« Quand tu bois l’eau du puits, n’oublie pas celui qui l’a creusé »
Conseil régional – Rapport Chambre Régionale des Comptes 2006 à 2013
Intervention de Louis BOUTRIN
Monsieur le Président,
Merci M. le Pt de venir au secours du soldat Karine Roy-Camille !
Je comprends son plaidoyer pour le tourisme car nous aurions tous souhaité que les chiffres du Tourisme soient meilleurs. Son intervention pourrait être partagée par tous.
Cependant, nous ne sommes ni dans un débat sur les orientations budgétaires ni dans les commentaires du dernier catalogue d’agence de voyage vantant la destination Martinique.
Nous sommes convoqués aujourd’hui pour débattre du dernier Rapport de la Chambre Régionale des Comptes pour la gestion 2006 à 2013 de la Région Martinique.
Il convient dès lors de sortir du discours incantatoire sur le tourisme et d’analyser objectivement le contenu de ce rapport de la Chambre Régionale des Comptes.
Force est de constater, en dépit des déclarations optimistes de la collègue, que le rapport de la Chambre Régionale des Comptes (CRC) est sans concession pour la politique touristique de la Région.

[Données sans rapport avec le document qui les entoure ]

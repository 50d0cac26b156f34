//! Per-thread loops.
//!
//! Every task is a plain loop over its inbound channel.  Each module
//! exposes a single-iteration `step` so the loops can be driven by hand in
//! tests; `run` just repeats it.
//!
//! | Task      | Core | Priority | Waits on                    |
//! |-----------|------|----------|-----------------------------|
//! | keypad    | App  | 6        | 20 ms scan period           |
//! | motion    | App  | 5        | 20 ms sample period         |
//! | control   | App  | 4        | key / motion / command      |
//! | led       | App  | 3        | led channel, 20 ms          |
//! | display   | App  | 2        | display channel, 100 ms     |
//! | telemetry | Pro  | 1        | telemetry channel, 100 ms   |
//! | wifi      | Pro  | 1        | link check / backoff        |

pub mod control;
pub mod display;
pub mod input;
pub mod led;
pub mod network;
pub mod telemetry;

use std::io;
use std::thread::JoinHandle;

use log::{error, info};

use crate::drivers::task_pin::{Core, TaskSpec, spawn_on_core};
use crate::error::Result;

pub const KEYPAD_TASK: TaskSpec = TaskSpec {
    name: "keypad\0",
    core: Core::App,
    priority: 6,
    stack_kb: 4,
};

pub const MOTION_TASK: TaskSpec = TaskSpec {
    name: "motion\0",
    core: Core::App,
    priority: 5,
    stack_kb: 4,
};

pub const CONTROL_TASK: TaskSpec = TaskSpec {
    name: "control\0",
    core: Core::App,
    priority: 4,
    stack_kb: 8,
};

pub const LED_TASK: TaskSpec = TaskSpec {
    name: "led\0",
    core: Core::App,
    priority: 3,
    stack_kb: 3,
};

pub const DISPLAY_TASK: TaskSpec = TaskSpec {
    name: "display\0",
    core: Core::App,
    priority: 2,
    stack_kb: 4,
};

pub const TELEMETRY_TASK: TaskSpec = TaskSpec {
    name: "telemetry\0",
    core: Core::Pro,
    priority: 1,
    stack_kb: 8,
};

pub const WIFI_TASK: TaskSpec = TaskSpec {
    name: "wifi\0",
    core: Core::Pro,
    priority: 1,
    stack_kb: 4,
};

pub const MQTT_RX_TASK: TaskSpec = TaskSpec {
    name: "mqtt-rx\0",
    core: Core::Pro,
    priority: 1,
    stack_kb: 6,
};

/// Spawn `body` on its own thread.  An error ends that thread only; it is
/// logged and the rest of the firmware keeps running.
pub fn spawn_task<F>(spec: TaskSpec, body: F) -> io::Result<JoinHandle<()>>
where
    F: FnOnce() -> Result<()> + Send + 'static,
{
    spawn_on_core(spec, move || {
        let name = spec.name.trim_end_matches('\0');
        match body() {
            Ok(()) => info!("{} task finished", name),
            Err(e) => error!("{} task halted: {}", name, e),
        }
    })
}
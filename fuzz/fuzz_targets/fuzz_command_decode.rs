//! Fuzz target: `decode_command`
//!
//! Feeds arbitrary command-topic payloads through the decoder and the
//! channel router.  Neither may panic, and an accepted `set_code` must
//! carry a valid PIN.
//!
//! cargo fuzz run fuzz_command_decode

#![no_main]

use libfuzzer_sys::fuzz_target;
use smartsafe::app::commands::RemoteCommand;
use smartsafe::app::pin;
use smartsafe::channels::Channels;
use smartsafe::link::{codec, route_command};

fuzz_target!(|data: &[u8]| {
    if let Ok(RemoteCommand::SetCode(code)) = codec::decode_command(data) {
        assert!(pin::validate(&code), "decoder accepted invalid code {:?}", code);
    }

    let channels = Channels::new();
    let queued = route_command(data, &channels.command);
    assert_eq!(queued, channels.command.try_receive().is_ok());
});
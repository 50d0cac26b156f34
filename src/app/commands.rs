//! Inbound remote commands.
//!
//! Decoded from the command topic by [`crate::link::codec`] and consumed by
//! the [`CommandProcessor`](super::processor::CommandProcessor) on the
//! control task.

use super::pin::PinCode;

/// Commands the remote link can send into the control core.
#[derive(Debug, Clone, PartialEq, Eq)]
pub enum RemoteCommand {
    /// Unlocked → Locked.
    Lock,
    /// Locked → Unlocked, bypassing PIN entry.
    Unlock,
    /// Replace the PIN (already shape-checked by the decoder).
    SetCode(PinCode),
    /// Alarm → Locked, clearing the wrong-attempt counter.
    ResetAlarm,
    /// Adjust the tamper threshold; clamped before use.
    SetSensitivity(i32),
}

impl RemoteCommand {
    /// Wire tag, for logging.
    pub fn name(&self) -> &'static str {
        match self {
            Self::Lock => "lock",
            Self::Unlock => "unlock",
            Self::SetCode(_) => "set_code",
            Self::ResetAlarm => "reset_alarm",
            Self::SetSensitivity(_) => "set_sensitivity",
        }
    }
}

Que dit ce rapport sur le tourisme ?
En page 65, « les résultats globaux du tourisme sont modestes », en page 66 « L’hôtellerie est en net déclin » et la courbe du nombre total de touristes que vous avez à cette page confirme cette dégradation révélée par la CRC. De même, la CRC note que « La croisière est à un niveau très bas » (chiffres CMT) et ce en dépit des efforts réels dans ce secteur.
Revenons maintenant à l’analyse globale de ce Rapport de la CRC !
En cette période de crise économique durable et de difficultés financières de la quasi-totalité des Collectivités territoriales de Martinique, on aurait pu s’attendre à une lecture plus politique de ce rapport de la Chambre Régionale des Comptes qui, faut-il le rappeler, est une juridiction administrative qui examine la gestion des Collectivités publiques. La CRC s’assure également du contrôle juridictionnel (contrôle de la régularité des comptes) et du contrôle budgétaire. Ces examens et contrôles sont importants pour nous autres élus car ils portent non seulement sur la régularité mais également sur la qualité de la gestion du Conseil régional.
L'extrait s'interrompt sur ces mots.